-- Entries shown follows --

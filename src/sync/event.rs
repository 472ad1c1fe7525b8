//! Level-triggered event flag.
//!
//! [`Event::set`] releases every waiter and makes later waits return
//! immediately until [`Event::clear`] re-arms the flag.

use std::cell::Cell;
use std::future::Future;

use crate::cancel::CancelToken;
use crate::error::Result;
use crate::sync::notify::Notify;

/// A flag tasks can wait on.
#[derive(Debug, Default)]
pub struct Event {
    set: Cell<bool>,
    waiters: Notify,
}

impl Event {
    /// Creates an event in the cleared state.
    #[must_use]
    pub const fn new() -> Self {
        Self {
            set: Cell::new(false),
            waiters: Notify::new(),
        }
    }

    /// Returns true if the flag is set.
    #[must_use]
    pub fn is_set(&self) -> bool {
        self.set.get()
    }

    /// Sets the flag and wakes every waiter.
    pub fn set(&self) {
        if !self.set.replace(true) {
            let woken = self.waiters.wake(usize::MAX);
            tracing::trace!(woken, "event set");
        }
    }

    /// Clears the flag so later waits suspend again.
    pub fn clear(&self) {
        self.set.set(false);
    }

    /// Waits until the flag is set.
    pub fn wait(&self) -> impl Future<Output = ()> + '_ {
        let pending = (!self.is_set()).then(|| self.waiters.notified());
        async move {
            if let Some(notified) = pending {
                crate::sync::uncancelled(notified.await);
            }
        }
    }

    /// Waits until the flag is set, giving up when `token` fires.
    ///
    /// # Errors
    ///
    /// Returns [`SyncError::Cancelled`](crate::SyncError::Cancelled) if
    /// `token` fires before the flag is set.
    pub fn wait_with<'a>(
        &'a self,
        token: &CancelToken,
    ) -> impl Future<Output = Result<()>> + use<'a> {
        let fired = token.checkpoint();
        let pending =
            (fired.is_ok() && !self.is_set()).then(|| self.waiters.notified_with(token));
        async move {
            fired?;
            match pending {
                Some(notified) => notified.await,
                None => Ok(()),
            }
        }
    }
}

-- Entries shown concluded --

**What you should do:** Quote every line from the beginning of the entries up to and including the line that contains "pub fn clear(&self)".

**Your solution:**
filename src/sync/event.rs
repository 472ad1c1fe7525b8
//! Level-triggered event flag.
//!
//! [`Event::set`] releases every waiter and makes later waits return
//! immediately until [`Event::clear`] re-arms the flag.

use std::cell::Cell;
use std::future::Future;

use crate::cancel::CancelToken;
use crate::error::Result;
use crate::sync::notify::Notify;

/// A flag tasks can wait on.
#[derive(Debug, Default)]
pub struct Event {
    set: Cell<bool>,
    waiters: Notify,
}

impl Event {
    /// Creates an event in the cleared state.
    #[must_use]
    pub const fn new() -> Self {
        Self {
            set: Cell::new(false),
            waiters: Notify::new(),
        }
    }

    /// Returns true if the flag is set.
    #[must_use]
    pub fn is_set(&self) -> bool {
        self.set.get()
    }

    /// Sets the flag and wakes every waiter.
    pub fn set(&self) {
        if !self.set.replace(true) {
            let woken = self.waiters.wake(usize::MAX);
            tracing::trace!(woken, "event set");
        }
    }

    /// Clears the flag so later waits suspend again.
    pub fn clear(&self) {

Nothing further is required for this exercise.